The compiler won’t actually let you use this version, because the unquote-discard is out of place. There’s no quasiquotation to escape from, so this is a syntax error.

We might try repairing this by simply removing the unquote:

1
(Observe (set-box _) _)

But this is still asking the wrong question, and will never receive any interesting matches from other subscribers in the system.

How does it perform?

Very well! At present it is roughly twice as fast as the previous Racket implementation. Running a benchmark based on the example program above yields the following on one thread of my Ryzen 3960X:

1
2
3
4
5
6
7
8
9
10
11
12
13
14
syndicate/actor: #<actor:0:dataspace> booting
syndicate/task: #<engine:0> starting
syndicate/actor: #<actor:3:box> booting
syndicate/actor: #<actor:6:client> booting
Box got 100000 (66222.3817422824 Hz)
Box got 200000 (68740.1257393843 Hz)
Box got 300000 (68724.52087884837 Hz)
Box got 400000 (68670.19562623161 Hz)
Box got 500000 (68786.55545277878 Hz)
syndicate/actor: #<actor:3:box> terminated OK
Client detected box termination
syndicate/actor: #<actor:6:client> terminated OK
syndicate/task: #<engine:0> stopping
cpu time: 7330 real time: 7330 gc time: 68

It means that the program is able to do ~68,000 complete round-trips per second of update and signalling between the box and client actors.

Preserves and Preserves Schema

The new implementation depends heavily on Preserves and Preserves Schema, so I’ve ended up doing a fair bit of work on those in order to get things working in Syndicate/rkt. (Among other things, fixing the raco pkg install process for the preserves and syndicate Racket packages!)

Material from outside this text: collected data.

// ASCII weight histogram, rotated 90° (bins run top to bottom)

use std::collections::BTreeMap;
use std::fs::File;
use std::io::{BufWriter, Write};
use std::path::Path;

use ordered_float::OrderedFloat;
use reclink_io::LINE_ENDING;

use crate::classification::{ClassificationPartition, MatchClass};
use crate::error::OutputError;
use crate::model::{weight_sum, WeightVectorMap};

/// Maximum width of a histogram line, in characters.
pub const MAX_HISTOGRAM_WIDTH: usize = 80;

/// Bin key of a summed weight: `sum - (sum mod bin_width)` with a floored
/// modulo, so negative sums fall into the bin below them.
pub fn bin_key(sum: f64, bin_width: f64) -> f64 {
    sum - sum.rem_euclid(bin_width)
}

// ---------------------------------------------------------------------------
// Bin table
// ---------------------------------------------------------------------------

#[derive(Debug, Clone, Copy, Default, PartialEq, Eq)]
pub struct BinCounts {
    pub total: usize,
    pub matches: usize,
    pub non_matches: usize,
    pub possible_matches: usize,
}

/// Counts per bin, built in a single scan over the weight vectors.
#[derive(Debug, Clone, Default)]
pub struct BinTable {
    bins: BTreeMap<OrderedFloat<f64>, BinCounts>,
    max_count: usize,
}

impl BinTable {
    pub fn build(
        mapping: &WeightVectorMap,
        bin_width: f64,
        partition: Option<&ClassificationPartition>,
    ) -> Self {
        let mut table = Self::default();

        for (pair, vector) in mapping {
            let key = OrderedFloat(bin_key(weight_sum(vector), bin_width));
            let counts = table.bins.entry(key).or_default();

            counts.total += 1;
            table.max_count = table.max_count.max(counts.total);

            if let Some(partition) = partition {
                match partition.class_of(pair) {
                    MatchClass::Match => counts.matches += 1,
                    MatchClass::NonMatch => counts.non_matches += 1,
                    MatchClass::PossibleMatch => counts.possible_matches += 1,
                }
            }
        }

        table
    }

    /// Bins in ascending key order.
    pub fn iter(&self) -> impl Iterator<Item = (f64, &BinCounts)> {
        self.bins.iter().map(|(k, c)| (k.0, c))
    }

    pub fn len(&self) -> usize {
        self.bins.len()
    }

    pub fn is_empty(&self) -> bool {
        self.bins.is_empty()
    }

    pub fn max_count(&self) -> usize {
        self.max_count
    }

    pub fn total(&self) -> usize {
        self.bins.values().map(|c| c.total).sum()
    }

    fn has_possible_matches(&self) -> bool {
        self.bins.values().any(|c| c.possible_matches > 0)
    }
}

// ---------------------------------------------------------------------------
// Report shape
// ---------------------------------------------------------------------------

/// Table layout of the report, fixed once before rendering.
#[derive(Debug, Clone, Copy, PartialEq, Eq)]
pub enum ReportShape {
    /// Combined counts only.
    Plain,
    /// Match and non-match columns.
    MatchNonMatch,
    /// Match, non-match and possible-match columns.
    Full,
}

impl ReportShape {
    fn select(table: &BinTable, partition: Option<&ClassificationPartition>) -> Self {
        match partition {
            None => Self::Plain,
            Some(_) if !table.has_possible_matches() => Self::MatchNonMatch,
            Some(_) => Self::Full,
        }
    }

    /// Characters taken by the count and weight columns before the bar.
    pub fn reserved_width(self) -> usize {
        match self {
            Self::Plain => 19,
            Self::MatchNonMatch => 30,
            Self::Full => 41,
        }
    }

    fn header(self) -> &'static [&'static str] {
        match self {
            Self::Plain => &["  Counts  | w_sum |", "-------------------"],
            Self::MatchNonMatch => &[
                "       Counts        |",
                "  Match   | Non-Match| w_sum |",
                "------------------------------",
            ],
            Self::Full => &[
                "              Counts            |",
                "  Match   | Non-Match|Poss-Match| w_sum |",
                "-----------------------------------------",
            ],
        }
    }

    fn row(self, key: f64, counts: &BinCounts) -> String {
        match self {
            Self::Plain => format!("{:9} | {:5.2} |", counts.total, key),
            Self::MatchNonMatch => {
                format!("{:9} |{:9} | {:5.2} |", counts.matches, counts.non_matches, key)
            }
            Self::Full => format!(
                "{:9} |{:9} |{:9} | {:5.2} |",
                counts.matches, counts.non_matches, counts.possible_matches, key
            ),
        }
    }
}

// ---------------------------------------------------------------------------
// Report
// ---------------------------------------------------------------------------

/// Build the histogram of summed weights and return it as text lines.
///
/// With a partition, per-class counts are shown next to each bin. The bar
/// always reflects the combined count. With a destination, the same lines
/// are also written to that file.
///
/// An empty mapping yields no lines and no file.
pub fn generate_histogram(
    mapping: &WeightVectorMap,
    bin_width: f64,
    destination: Option<&Path>,
    partition: Option<&ClassificationPartition>,
) -> Result<Vec<String>, OutputError> {
    if !(bin_width.is_finite() && bin_width > 0.0) {
        return Err(OutputError::Validation(format!(
            "bin width must be a positive number, got {bin_width}"
        )));
    }
    if let Some(partition) = partition {
        partition.validate(mapping)?;
    }

    if mapping.is_empty() {
        log::warn!("empty weight vector mapping given for histogram generation");
        return Ok(Vec::new());
    }

    let table = BinTable::build(mapping, bin_width, partition);
    debug_assert_eq!(table.total(), mapping.len());

    let shape = ReportShape::select(&table, partition);
    let lines = render(&table, shape);

    if let Some(path) = destination {
        write_lines(path, &lines)?;
        log::info!("histogram written to {}", path.display());
    }

    if partition.is_some() {
        for (key, counts) in table.iter() {
            log::debug!(
                "bin {key:.2}: {} match, {} non-match, {} possible",
                counts.matches,
                counts.non_matches,
                counts.possible_matches
            );
        }
    }

    Ok(lines)
}

fn render(table: &BinTable, shape: ReportShape) -> Vec<String> {
    // max_count >= 1 for a non-empty table
    let scale = (MAX_HISTOGRAM_WIDTH - shape.reserved_width()) as f64 / table.max_count() as f64;

    let mut lines = Vec::with_capacity(table.len() + 6);
    lines.push("Weight histogram:".to_string());
    lines.push("-----------------".to_string());
    lines.extend(shape.header().iter().map(|s| s.to_string()));

    for (key, counts) in table.iter() {
        let mut line = shape.row(key, counts);
        let bar = (counts.total as f64 * scale) as usize;
        line.push_str(&"*".repeat(bar));
        lines.push(line);
    }

    lines.push(String::new());
    lines
}

fn write_lines(path: &Path, lines: &[String]) -> Result<(), OutputError> {
    let file = File::create(path).map_err(|e| OutputError::io(path, e))?;
    let mut out = BufWriter::new(file);
    for line in lines {
        out.write_all(line.as_bytes())
            .and_then(|_| out.write_all(LINE_ENDING.as_bytes()))
            .map_err(|e| OutputError::io(path, e))?;
    }
    out.flush().map_err(|e| OutputError::io(path, e))
}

First, one nice bit of news is a new Preserves implementation, preserves-nim by Emery Hemingway, for the Nim programming language. I’ve linked the various implementations of Preserves and Syrup on the main Preserves webpage.

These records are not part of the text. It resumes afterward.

use std::process::Command;

fn main() {
    // Embed git commit hash for version info
    println!("cargo:rerun-if-changed=../../.git/HEAD");

    let git_hash = Command::new("git")
        .args(["rev-parse", "--short=7", "HEAD"])
        .output()
        .ok()
        .filter(|output| output.status.success())
        .and_then(|output| String::from_utf8(output.stdout).ok())
        .map(|s| s.trim().to_string())
        .unwrap_or_else(|| "unknown".to_string());

    println!("cargo:rustc-env=GIT_COMMIT_HASH={git_hash}");

    let target = std::env::var("TARGET").unwrap_or_else(|_| "unknown".to_string());
    println!("cargo:rustc-env=TARGET={target}");
}
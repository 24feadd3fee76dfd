// Match-status export: rec_id1,rec_id2,summed_weight,match_identifier

use std::path::Path;

use reclink_io::compress;
use reclink_io::csv::platform_terminator;

use crate::error::OutputError;
use crate::match_id::{assign_match_ids, MatchId};
use crate::model::{weight_sum, RecordIdPair, WeightVectorMap};

/// One exported row.
#[derive(Debug, Clone, PartialEq)]
pub struct MatchStatusRow {
    pub pair: RecordIdPair,
    pub weight: f64,
    pub match_id: MatchId,
}

/// Rows for every matched pair, in identifier order. Fails if a matched pair
/// has no weight vector.
pub fn match_status_rows<'a, I>(
    mapping: &WeightVectorMap,
    match_set: I,
) -> Result<Vec<MatchStatusRow>, OutputError>
where
    I: IntoIterator<Item = &'a RecordIdPair>,
{
    assign_match_ids(match_set)
        .into_iter()
        .map(|(pair, match_id)| {
            let vector = mapping.get(&pair).ok_or_else(|| OutputError::UnknownPair {
                id1: pair.id1.clone(),
                id2: pair.id2.clone(),
            })?;
            Ok(MatchStatusRow { weight: weight_sum(vector), pair, match_id })
        })
        .collect()
}

/// Write the match-status file (no header). Returns the number of rows.
///
/// Rows are checked before the file is created, so an unknown pair leaves
/// no output behind.
pub fn save_match_status<'a, I>(
    mapping: &WeightVectorMap,
    match_set: I,
    path: &Path,
) -> Result<usize, OutputError>
where
    I: IntoIterator<Item = &'a RecordIdPair>,
{
    let rows = match_status_rows(mapping, match_set)?;

    let stream = compress::create_output(path).map_err(|e| OutputError::io(path, e))?;
    let mut writer = csv::WriterBuilder::new()
        .has_headers(false)
        .terminator(platform_terminator())
        .from_writer(stream);

    for row in &rows {
        let weight = format!("{:.6}", row.weight);
        writer
            .write_record([
                row.pair.id1.as_str(),
                row.pair.id2.as_str(),
                weight.as_str(),
                row.match_id.as_str(),
            ])
            .map_err(|e| OutputError::io(path, e))?;
    }

    let stream = writer.into_inner().map_err(|e| OutputError::io(path, e.error()))?;
    stream.finish().map_err(|e| OutputError::io(path, e))?;

    log::info!("wrote {} match status row(s) to {}", rows.len(), path.display());
    Ok(rows.len())
}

There have also been changes to the Schema language and tooling. The main change to the Schema language is a reappraisal of the role of Embedded values in schemas. Previously, they were treated as black boxes - given just enough machinery to parse them out of and serialize them back into a Value, but nothing more. Now, they’re given both a (de)serializer and an “interface type”; the idea is that an Embedded represents a capability to some behavioural object - a closure, an object pointer, an actor reference, a web service, that kind of thing - and so there may be an associated API that can be usefully schematized. This makes schematization of Embedded values something closely related to the higher-order contracts of Dimoulas; see the bit on future work in the spec for some additional thoughts along these lines, as well as a little example.

The main change to the Schema tooling is support for plugins in the Schema compiler, allowing Syndicate/rkt to supply a plugin for generating dataspace patterns from parsed Schema values. The #lang preserves-schema support has been likewise extended so you can supply plugins in the #lang line.

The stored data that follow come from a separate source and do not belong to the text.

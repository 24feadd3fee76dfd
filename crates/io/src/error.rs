use std::fmt;
use std::path::Path;

#[derive(Debug)]
pub enum DatasetError {
    /// File could not be opened or created.
    Open { path: String, message: String },
    /// Malformed or unreadable record while streaming a dataset.
    Read { path: String, message: String },
    /// Write or flush failure on an output dataset.
    Write { path: String, message: String },
    /// Field list / row shape problem (wrong value count, empty field list).
    Schema(String),
}

impl DatasetError {
    pub fn open(path: &Path, err: impl fmt::Display) -> Self {
        Self::Open { path: path.display().to_string(), message: err.to_string() }
    }

    pub fn read(path: &Path, err: impl fmt::Display) -> Self {
        Self::Read { path: path.display().to_string(), message: err.to_string() }
    }

    pub fn write(path: &Path, err: impl fmt::Display) -> Self {
        Self::Write { path: path.display().to_string(), message: err.to_string() }
    }
}

impl fmt::Display for DatasetError {
    fn fmt(&self, f: &mut fmt::Formatter<'_>) -> fmt::Result {
        match self {
            Self::Open { path, message } => write!(f, "cannot open '{path}': {message}"),
            Self::Read { path, message } => write!(f, "cannot read '{path}': {message}"),
            Self::Write { path, message } => write!(f, "cannot write '{path}': {message}"),
            Self::Schema(msg) => write!(f, "schema error: {msg}"),
        }
    }
}

impl std::error::Error for DatasetError {}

Last (and probably least), here’s a fun little schema example:

1
2
3
4
5
6
7
8
9
10
version 1 .
JSON =
     / @string string
     / @integer int
     / @double double
     / @boolean JSONBoolean
     / @null =null
     / @array [JSON ...]
     / @object { string: JSON ...:... } .
JSONBoolean = =true / =false .

It recognises the JSON-interoperable subset of Preserves Values!

Licensing

A note about licensing: I’ve chosen LGPL 3.0+ as the license for Syndicate/rkt. Many thanks to Massimo Zaniboni for pointing out the lack of license, discussing various options with me, and helping sort out the per-file license headers.